The Austrian cross country crusher has minimal travel but maximum speed
The KTM Scarp Elite is one of the company’s 14-model XC race bike range. Sitting third from the bottom, the Elite stands out for being one of only two bikes to eschew KTM’s distinctive black and orange paint scheme.
The Elite also forms the transition point in the Scarp range, featuring a carbon mainframe, rather than the aluminium of lower models. This plays some part in reducing the overall weight and increasing the stiffness of the Elite over the lower 292 and 294 models. There is a price penalty to pay of course, but choosing the slightly better specced aluminium 292 will save you a couple of hundred pounds.
The Scarp produces 90mm of rear wheel travel through, what is effectively, a linkage-driven single pivot design. The rear shock and linkage mount in an almost semi-hidden position underneath the swooping top tube. To keep weight (as well as maintenance and costs) down, the rear end has no pivots. Instead, the Scarp relies on tuned flex in the stays to aid the suspension. The Elite features an aluminium rear end with a standard 12x142mm thru-axle, while higher end models have a carbon rear with BOOST spacing.
Despite having 10mm less travel than most of its competitors, the Scarp doesn’t feel like it loses out. The more active design gives it a softer, more sensitive feel than similar bikes such as the Canyon Lux. The Rockshox Monarch RL gives up the majority of its travel easily, seemingly living in the mid-stroke. Interestingly, compared to most XC race oriented frames, the suspension tune isn’t overly firm, allowing the Scarp to feel like a bike with much more travel. The downside is a flighty and wayward feel that needs a whole bunch of rebound dampening added to minimise the hop, skip and jump that it can create when real power is applied or when confronted by multiple hits.
The Rockshox Reba has an equally plush sensitivity, making the KTM a dependable descender. But from a race perspective, this willingness to blow through the travel gives it too much bob when getting out of the saddle and yanking on the bars. The remote lockout saw a lot of action to reduce this but the whole Rockshox Open=locked, opposite position lead to more than a few confused moments trying to figure out if I had just locked the fork or turned the travel back on.
KTM are another European brand that still see the front derailleur as an indispensable gearing option (probably to do with all the proper mountains they have in Austria). The Scarp comes with a complete Shimano M8000 XT 11 speed drivetrain. The aforementioned front derailleur allows a 36/26 chainset to combine with an 11-40 cassette to cover any and all gear requirements. Braking is provided by Shimano’s lower tier SLX level brakes. Whilst this might be a cost-cutting exercise, the SLX brakes share a lot of the same features as Shimano’s costlier versions. It’s just a shame that the brakes on our test model suffered from inconsistent performance.
A highlight of the spec are the KTM/DT Swiss wheels, reliable hubs and an absolute breeze to setup tubeless.
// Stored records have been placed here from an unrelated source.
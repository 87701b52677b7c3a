//! End-to-end validation scenarios against an in-memory container
//! runtime and real loopback HTTP listeners.

use std::collections::HashMap;
use std::sync::Arc;
use std::sync::atomic::{AtomicUsize, Ordering};
use std::time::Duration;

use async_trait::async_trait;
use tokio::io::{AsyncReadExt, AsyncWriteExt};

use arena_core::{Endpoint, ProbeConfig, ValidatorConfig};
use arena_lifecycle::{ContainerRuntime, LifecycleError};
use arena_validator::{RejectReason, ValidationError, Validator, Verdict};

/// In-memory runtime: fixed port map, failure injection, stop counter.
#[derive(Default)]
struct FakeRuntime {
    fail_create: bool,
    fail_inspect: bool,
    fail_stop: bool,
    ports: HashMap<u16, Vec<Endpoint>>,
    stops: AtomicUsize,
}

impl FakeRuntime {
    fn publishing(port: u16, endpoint: Endpoint) -> Self {
        Self {
            ports: HashMap::from([(port, vec![endpoint])]),
            ..Default::default()
        }
    }

    fn stop_count(&self) -> usize {
        self.stops.load(Ordering::SeqCst)
    }
}

#[async_trait]
impl ContainerRuntime for FakeRuntime {
    async fn create(&self, image: &str) -> anyhow::Result<String> {
        if self.fail_create {
            anyhow::bail!("no such image: {image}");
        }
        Ok("ctr-0".to_string())
    }

    async fn start(&self, _container_id: &str) -> anyhow::Result<()> {
        Ok(())
    }

    async fn published_ports(
        &self,
        _container_id: &str,
    ) -> anyhow::Result<HashMap<u16, Vec<Endpoint>>> {
        if self.fail_inspect {
            anyhow::bail!("daemon unreachable");
        }
        Ok(self.ports.clone())
    }

    async fn stop(&self, _container_id: &str, _grace: Duration) -> anyhow::Result<()> {
        self.stops.fetch_add(1, Ordering::SeqCst);
        if self.fail_stop {
            anyhow::bail!("daemon error on stop");
        }
        Ok(())
    }
}

fn test_config() -> ValidatorConfig {
    ValidatorConfig {
        probe: ProbeConfig {
            initial_interval: Duration::from_millis(10),
            max_interval: Duration::from_millis(50),
            max_elapsed: Duration::from_millis(300),
            multiplier: 2.0,
        },
        ..ValidatorConfig::default()
    }
}

fn validator(runtime: Arc<FakeRuntime>) -> Validator {
    Validator::new(runtime, test_config())
}

/// Loopback HTTP server answering every connection with `body`.
async fn spawn_agent(body: &'static str) -> (Endpoint, Arc<AtomicUsize>) {
    let listener = tokio::net::TcpListener::bind("127.0.0.1:0").await.unwrap();
    let port = listener.local_addr().unwrap().port();
    let hits = Arc::new(AtomicUsize::new(0));
    let counter = hits.clone();

    tokio::spawn(async move {
        loop {
            let Ok((mut stream, _)) = listener.accept().await else {
                break;
            };
            counter.fetch_add(1, Ordering::SeqCst);
            let mut buf = [0u8; 1024];
            let _ = stream.read(&mut buf).await;
            let response = format!(
                "HTTP/1.1 200 OK\r\ncontent-type: application/json\r\ncontent-length: {}\r\nconnection: close\r\n\r\n{body}",
                body.len()
            );
            let _ = stream.write_all(response.as_bytes()).await;
            let _ = stream.shutdown().await;
        }
    });

    (Endpoint::new("127.0.0.1", port), hits)
}

/// An endpoint that refuses every connection.
async fn dead_endpoint() -> Endpoint {
    let listener = tokio::net::TcpListener::bind("127.0.0.1:0").await.unwrap();
    let port = listener.local_addr().unwrap().port();
    drop(listener);
    Endpoint::new("127.0.0.1", port)
}

#[tokio::test]
async fn ok_agent_validates() {
    let (endpoint, _) = spawn_agent(r#"{"Owner":"btc","Taunts":["gg"]}"#).await;
    let runtime = Arc::new(FakeRuntime::publishing(3423, endpoint));

    let report = validator(runtime.clone())
        .validate_image("ok-agent")
        .await
        .unwrap();

    match report.verdict {
        Verdict::Validated { identity } => {
            assert_eq!(identity.owner, "btc");
            assert_eq!(identity.taunts, vec!["gg"]);
        }
        Verdict::Rejected { reason } => panic!("unexpected rejection: {reason}"),
    }
    assert!(report.teardown.is_none());
    assert_eq!(runtime.stop_count(), 1);
}

#[tokio::test]
async fn bad_port_is_rejected_and_container_stopped() {
    let runtime = Arc::new(FakeRuntime::publishing(
        8080,
        Endpoint::new("127.0.0.1", 49001),
    ));

    let report = validator(runtime.clone())
        .validate_image("bad-port")
        .await
        .unwrap();

    assert!(matches!(
        report.verdict,
        Verdict::Rejected {
            reason: RejectReason::PortNotExposed { port: 3423, .. }
        }
    ));
    assert_eq!(runtime.stop_count(), 1);
}

#[tokio::test]
async fn ambiguous_mapping_is_rejected() {
    let runtime = Arc::new(FakeRuntime {
        ports: HashMap::from([(
            3423,
            vec![
                Endpoint::new("127.0.0.1", 49001),
                Endpoint::new("127.0.0.1", 49002),
            ],
        )]),
        ..Default::default()
    });

    let report = validator(runtime.clone())
        .validate_image("double-bind")
        .await
        .unwrap();

    assert!(matches!(
        report.verdict,
        Verdict::Rejected {
            reason: RejectReason::AmbiguousMapping { port: 3423, count: 2 }
        }
    ));
    assert_eq!(runtime.stop_count(), 1);
}

#[tokio::test]
async fn slow_agent_times_out_and_container_stopped() {
    let endpoint = dead_endpoint().await;
    let runtime = Arc::new(FakeRuntime::publishing(3423, endpoint));

    let report = validator(runtime.clone())
        .validate_image("slow-agent")
        .await
        .unwrap();

    assert!(matches!(
        report.verdict,
        Verdict::Rejected {
            reason: RejectReason::Timeout { .. }
        }
    ));
    assert_eq!(runtime.stop_count(), 1);
}

#[tokio::test]
async fn garbage_agent_rejected_on_first_attempt() {
    let (endpoint, hits) = spawn_agent("garbage garbage").await;
    let runtime = Arc::new(FakeRuntime::publishing(3423, endpoint));

    let report = validator(runtime.clone())
        .validate_image("garbage-agent")
        .await
        .unwrap();

    assert!(matches!(
        report.verdict,
        Verdict::Rejected {
            reason: RejectReason::ProtocolViolation { .. }
        }
    ));
    // Malformed responses are terminal: exactly one probe attempt.
    assert_eq!(hits.load(Ordering::SeqCst), 1);
    assert_eq!(runtime.stop_count(), 1);
}

#[tokio::test]
async fn creation_failure_releases_nothing() {
    let runtime = Arc::new(FakeRuntime {
        fail_create: true,
        ..Default::default()
    });

    let err = validator(runtime.clone())
        .validate_image("absent-image")
        .await
        .unwrap_err();

    assert!(matches!(
        err,
        ValidationError::Lifecycle(LifecycleError::Creation { .. })
    ));
    assert_eq!(runtime.stop_count(), 0);
}

#[tokio::test]
async fn inspection_failure_is_hard_error_and_container_stopped() {
    let runtime = Arc::new(FakeRuntime {
        fail_inspect: true,
        ..Default::default()
    });

    let err = validator(runtime.clone())
        .validate_image("uninspectable")
        .await
        .unwrap_err();

    assert!(matches!(
        err,
        ValidationError::Lifecycle(LifecycleError::Inspection { .. })
    ));
    assert_eq!(runtime.stop_count(), 1);
}

#[tokio::test]
async fn teardown_failure_does_not_override_verdict() {
    let (endpoint, _) = spawn_agent(r#"{"Owner":"btc","Taunts":[]}"#).await;
    let runtime = Arc::new(FakeRuntime {
        fail_stop: true,
        ports: HashMap::from([(3423, vec![endpoint])]),
        ..Default::default()
    });

    let report = validator(runtime.clone())
        .validate_image("ok-agent")
        .await
        .unwrap();

    assert!(report.verdict.is_validated());
    assert!(matches!(
        report.teardown,
        Some(LifecycleError::Teardown { .. })
    ));
    assert_eq!(runtime.stop_count(), 1);
}

#[tokio::test]
async fn acceptance_policy_can_refuse_decoded_identity() {
    let (endpoint, _) = spawn_agent(r#"{"Owner":"mallory","Taunts":[]}"#).await;
    let runtime = Arc::new(FakeRuntime::publishing(3423, endpoint));

    let report = validator(runtime.clone())
        .with_policy(Arc::new(|identity| identity.owner == "btc"))
        .validate_image("impostor-agent")
        .await
        .unwrap();

    match report.verdict {
        Verdict::Rejected {
            reason: RejectReason::IdentityRefused { owner },
        } => assert_eq!(owner, "mallory"),
        other => panic!("unexpected verdict: {other:?}"),
    }
    assert_eq!(runtime.stop_count(), 1);
}

#[tokio::test]
async fn concurrent_validations_are_independent() {
    let (good, _) = spawn_agent(r#"{"Owner":"btc","Taunts":["gg"]}"#).await;
    let good_runtime = Arc::new(FakeRuntime::publishing(3423, good));
    let bad_runtime = Arc::new(FakeRuntime::publishing(
        8080,
        Endpoint::new("127.0.0.1", 49001),
    ));

    let good_validator = validator(good_runtime.clone());
    let bad_validator = validator(bad_runtime.clone());

    let (good_report, bad_report) = tokio::join!(
        good_validator.validate_image("ok-agent"),
        bad_validator.validate_image("bad-port"),
    );

    assert!(good_report.unwrap().verdict.is_validated());
    assert!(!bad_report.unwrap().verdict.is_validated());
    assert_eq!(good_runtime.stop_count(), 1);
    assert_eq!(bad_runtime.stop_count(), 1);
}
Schwalbe’s Rocket Ron tyre combo is good XC all-rounder spec (although we change all tyres to our baseline Maxxis Ardent Race for fair comparison). Apart from the very comfy Selle Italia saddle, all other kit is KTM in-house branded.
The Scarp is a bike that does what it does well. There are no allusions that it’s trying to be anything other than a cross-country or marathon race bike. Point it at the nearest bit of singletrack or uphill section, apply the power, and it’ll eat it up with nary a blink of an eye. KTM’s suspension design makes it a little more velvet like and plush rather than other designs that try to be more like a hardtail with optional squish.
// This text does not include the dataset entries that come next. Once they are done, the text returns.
//! Probe loop and single-attempt handshake.

use std::time::Duration;

use http_body_util::BodyExt;
use tokio::sync::watch;
use tokio::time::Instant;
use tracing::debug;

use arena_core::{AgentIdentity, Endpoint, ProbeConfig};

use crate::backoff::Backoff;
use crate::error::ProbeError;

/// Outcome of one handshake attempt.
enum Attempt {
    /// Decoded identity payload.
    Identity(AgentIdentity),
    /// A response arrived but the payload is malformed. Terminal.
    Violation(String),
    /// Network-level failure. Retried.
    Transient(String),
}

/// Retrying identity prober.
///
/// An optional shutdown signal aborts an in-flight probe early instead
/// of waiting out the backoff budget; a closed channel counts as
/// shutdown.
#[derive(Clone)]
pub struct Prober {
    config: ProbeConfig,
    shutdown: Option<watch::Receiver<bool>>,
}

impl Prober {
    pub fn new(config: ProbeConfig) -> Self {
        Self {
            config,
            shutdown: None,
        }
    }

    /// Attach an external shutdown signal.
    pub fn with_shutdown(mut self, shutdown: watch::Receiver<bool>) -> Self {
        self.shutdown = Some(shutdown);
        self
    }

    /// Probe `endpoint` at `path` until an identity decodes, the payload
    /// proves malformed, or the elapsed-time budget runs out.
    ///
    /// Each in-flight attempt is clamped to the remaining budget, so the
    /// wall-clock duration of a failing probe never exceeds the budget
    /// by more than one attempt.
    pub async fn probe(
        &self,
        endpoint: &Endpoint,
        path: &str,
    ) -> Result<AgentIdentity, ProbeError> {
        let budget = self.config.max_elapsed;
        let deadline = Instant::now() + budget;
        let mut backoff = Backoff::new(&self.config);
        let mut shutdown = self.shutdown.clone();

        loop {
            if shutdown.as_ref().is_some_and(|rx| *rx.borrow()) {
                return Err(ProbeError::Cancelled);
            }

            let now = Instant::now();
            if now >= deadline {
                return Err(ProbeError::Timeout { budget });
            }

            let outcome = match tokio::time::timeout(deadline - now, attempt(endpoint, path)).await
            {
                Ok(outcome) => outcome,
                Err(_) => return Err(ProbeError::Timeout { budget }),
            };

            match outcome {
                Attempt::Identity(identity) => {
                    debug!(%endpoint, owner = %identity.owner, "agent identity decoded");
                    return Ok(identity);
                }
                Attempt::Violation(reason) => {
                    return Err(ProbeError::ProtocolViolation { reason });
                }
                Attempt::Transient(reason) => {
                    debug!(%endpoint, %reason, "probe attempt failed; retrying");
                    let now = Instant::now();
                    if now >= deadline {
                        return Err(ProbeError::Timeout { budget });
                    }
                    let delay = backoff.advance().min(deadline - now);
                    if !sleep_unless_shutdown(delay, &mut shutdown).await {
                        return Err(ProbeError::Cancelled);
                    }
                }
            }
        }
    }
}

/// Sleep for `delay`, racing the shutdown signal. Returns false when
/// shutdown won.
async fn sleep_unless_shutdown(
    delay: Duration,
    shutdown: &mut Option<watch::Receiver<bool>>,
) -> bool {
    match shutdown {
        Some(rx) => {
            tokio::select! {
                _ = tokio::time::sleep(delay) => true,
                _ = rx.wait_for(|stop| *stop) => false,
            }
        }
        None => {
            tokio::time::sleep(delay).await;
            true
        }
    }
}

/// One GET against the identity path. The HTTP status is deliberately
/// not consulted: the payload either decodes or it does not.
async fn attempt(endpoint: &Endpoint, path: &str) -> Attempt {
    let address = endpoint.to_string();

    let stream = match tokio::net::TcpStream::connect(&address).await {
        Ok(s) => s,
        Err(e) => return Attempt::Transient(format!("connect: {e}")),
    };

    let io = hyper_util::rt::TokioIo::new(stream);
    let (mut sender, conn) = match hyper::client::conn::http1::handshake(io).await {
        Ok(pair) => pair,
        Err(e) => return Attempt::Transient(format!("handshake: {e}")),
    };

    // Drive the connection in the background.
    tokio::spawn(async move {
        let _ = conn.await;
    });

    let req = http::Request::builder()
        .method("GET")
        .uri(format!("http://{address}{path}"))
        .header("host", address.as_str())
        .header("user-agent", "arena-probe/0.1")
        .body(http_body_util::Empty::<bytes::Bytes>::new())
        .unwrap();

    let response = match sender.send_request(req).await {
        Ok(r) => r,
        Err(e) => return Attempt::Transient(format!("request: {e}")),
    };

    let body = match response.into_body().collect().await {
        Ok(collected) => collected.to_bytes(),
        Err(e) => return Attempt::Transient(format!("body read: {e}")),
    };

    match serde_json::from_slice::<AgentIdentity>(&body) {
        Ok(identity) => Attempt::Identity(identity),
        Err(e) => Attempt::Violation(format!("undecodable identity payload: {e}")),
    }
}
Even though the Scarp rewards effort, it prefers the dosage to be administered smoothly. Mashing on the pedals and throwing your weight around leads it to break traction in the blink of an eye. Apply that power consistently though and the suspension feeds off pedal input. This interaction enables it to claw tenaciously up steep climbs. In fact it’s only tyre performance that then hinders its climbing.
For the majority of ‘classic’ cross country courses (singletrack and short, punchy climbs) the front derailleur is redundant. I had to consciously try out the granny ring as the 36 tooth outer rarely felt over geared. Swapping to a 1x set-up would give a much better chainline and reduce the overactive pedal bob.
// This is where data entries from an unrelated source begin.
//! arena-api — REST API for Agent Arena.
//!
//! Thin request/response adapters over the validator core and the
//! container runtime. No tournament logic lives here.
//!
//! # API Routes
//!
//! | Method | Path | Description |
//! |---|---|---|
//! | GET | `/api/v0/agents` | List available agent images |
//! | POST | `/api/v0/pull` | Pull an agent image from the registry |
//! | GET | `/api/v0/running` | List running containers |
//! | POST | `/api/v0/validate` | Validate an agent image |
//! | GET | `/api/v0/image?image=...` | Inspect image metadata |
//! | POST | `/api/v0/images` | Register an image from a named source |

pub mod handlers;

use std::sync::Arc;

use axum::Router;
use axum::routing::{get, post};
use bollard::Docker;

use arena_validator::Validator;

/// Shared state for API handlers.
#[derive(Clone)]
pub struct ApiState {
    pub docker: Docker,
    pub validator: Arc<Validator>,
}

/// Build the complete API router.
pub fn build_router(docker: Docker, validator: Arc<Validator>) -> Router {
    let state = ApiState { docker, validator };

    let api_routes = Router::new()
        .route("/agents", get(handlers::list_agents))
        .route("/pull", post(handlers::pull_image))
        .route("/running", get(handlers::list_running))
        .route("/validate", post(handlers::validate_agent))
        .route("/image", get(handlers::show_image_info))
        .route("/images", post(handlers::register_image))
        .with_state(state);

    Router::new().nest("/api/v0", api_routes)
}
Handling is another area that the Scarp excels in. The (relatively) shorter 90mm stem length and 720mm (perfect XC size) width handlebars give it Speeder Bike control in tight singletrack. It’s no slouch downhill either, but the steeper head angle and dive-happy fork can lead to a few eye-watering moments. Bringing the stem up a spacer and putting it on a positive rise definitely creates a more confident descending position.
The KTM Scarp Elite is a seriously fast and fun (if riding flat out, at max heart rate is your idea of fun) bike. The suspension, whilst yielding the least amount of travel in the category, has a plush and active movement, making the Scarp feel more capable and controlled in rougher conditions, but at the expense of immediate response to power input. A bit of tweaking to the suspension tune (adding volume spacers) would improve the Scarp's XC race credentials. If possible I would opt for the higher spec Master version, with its 1x groupset and BOOST setup, as a much better XC race option.